By Jackson Pham, March 23, 2021
With the COVID-19 pandemic restricting a variety of recreational activities, many people have turned to hiking as a way to stay connected to nature while breaking a sweat one step at a time.
Hiking, according to the National Park Services, lends many physical and emotional benefits such as improvement in heart health, sensory perception, sense of balance and overall reduced stress and anxiety. With Southern California boasting an assortment of local parks, it allows the CPP community to hike the outdoors while maintaining COVID-19 and hiking safety protocols.
Ian Navarro, adventure education coordinator at ASI, recommends to “start small” when choosing a new trail to hike especially for those who have not been active in the past couple of months.
“For a first hike in a new place, two to three miles would be a good starter, especially if there was steeper or more challenging terrain and then from there, you can go ahead and start progressing in mileage,” Navarro said.
Navarro encourages students to use the Bronco Get Outdoors program on ASI’s campus recreation website, which lists recommendations for local campus hikes such as the Frank G. Bonelli Regional Park, Claremont Wilderness Loop and trails in the Angeles National Forest.
“Cal Poly is in a unique spot where we do not only have urban trails, but we also have trails up in our local foothill and we also have county parks in the local area,” Navarro said.
The mobile application and website, AllTrails, is another great resource for new hikers to map out the distance of their designated trail and view the level of difficulty ranging from easy, moderate or difficult, according to Navarro.
Hiking is a way for people to gain the exercise that is lacking due to the pandemic. However, according to The Leave No Trace recommendations, it is still important to follow COVID-19 guidelines such as social distancing and mask wearing when being in the parks and on trails.
Navarro also recommends keeping hands frequently sanitized especially after touching things with heavy use such as handrails when hiking.
“Bring two small spray bottles: one with soap water in it, preferably like a biodegradable soap and the other one with water,” Navarro said. “If you’re hiking with a partner, you can take turns washing your hands; spray bottles are a very efficient, easy and quick way to do so effectively.”
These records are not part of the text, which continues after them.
use application::transfer::CustomerDto;
use axum::response::IntoResponse;
use axum::Json;
use serde::Serialize;
use uuid::Uuid;

use crate::controller::Exhaust;

#[derive(Debug, Serialize)]
#[serde(rename_all = "camelCase")]
pub struct CustomerResponse {
    id: Uuid,
    name: String,
    is_gold: bool,
    phone: String,
}

impl From<CustomerDto> for CustomerResponse {
    fn from(value: CustomerDto) -> Self {
        let CustomerDto {
            id,
            name,
            is_gold,
            phone,
        } = value;
        Self {
            id,
            name,
            is_gold,
            phone,
        }
    }
}

impl IntoResponse for CustomerResponse {
    fn into_response(self) -> axum::response::Response {
        (axum::http::StatusCode::OK, Json(self)).into_response()
    }
}

pub struct CustomerPresenter;

impl Exhaust<CustomerDto> for CustomerPresenter {
    type To = CustomerResponse;
    fn emit(&self, input: CustomerDto) -> Self::To {
        CustomerResponse::from(input)
    }
}

impl Exhaust<Vec<CustomerDto>> for CustomerPresenter {
    type To = Json<Vec<CustomerResponse>>;
    fn emit(&self, input: Vec<CustomerDto>) -> Self::To {
        Json(input.into_iter().map(CustomerResponse::from).collect())
    }
}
Similarly, Health Educator Carla Jackson from the Bronco Wellness Services, believes that it is not only crucial to practice COVID-19 safety guidelines but also to be prepared with essentials such as food and water, a first-aid kit, a comfortable pair of shoes, a jacket and a Sharpie marker.
“Although getting bitten by a rattlesnake is unlikely — it’s possible; so, you want to be prepared,” Jackson said. “The reason for the Sharpie is that if you were to get bitten by a snake, you want to circle that bite so the medical personnel know how big the bite was just after.”
According to Jackson, it is important to continue to circle the swelling every thirty minutes until help arrives so the medical professional can track how much poison has spread after the bite.
Hiking has always been an accessible activity, but with the pandemic, the popularity in the activity has soared. According to a RunRepeat research study, in 2020, the number of hikes tracked by users on the AllTrails app increased by 171.3% compared to 2019. The number of hikers has also increased by 134.7%, according to the study.
Second-year hospitality management student Nicole Hoyer, who traveled to a variety of state parks in the past summer, explains that hiking allows her adventurous persona to come out in times of uncertainty such as the pandemic.
“I kind of enjoy the scenery and really being in the open air and open environment,” Hoyer said. “There is so much more out there than what social media portrays. Once you stumble upon it and see it for yourself, you’re like, ‘Wow, I can’t believe this is actually here and I can hike it.’”
She recommends people who are interested in hiking to wear a hat and sunscreen and to bring extra layers of clothing in case the weather changes throughout the day.
“Don’t be timid; I know sometimes the big hills and different areas could be scary but once you go out there and try it for yourself, it is definitely fun,” Hoyer added. “There is nothing too big that you cannot do.”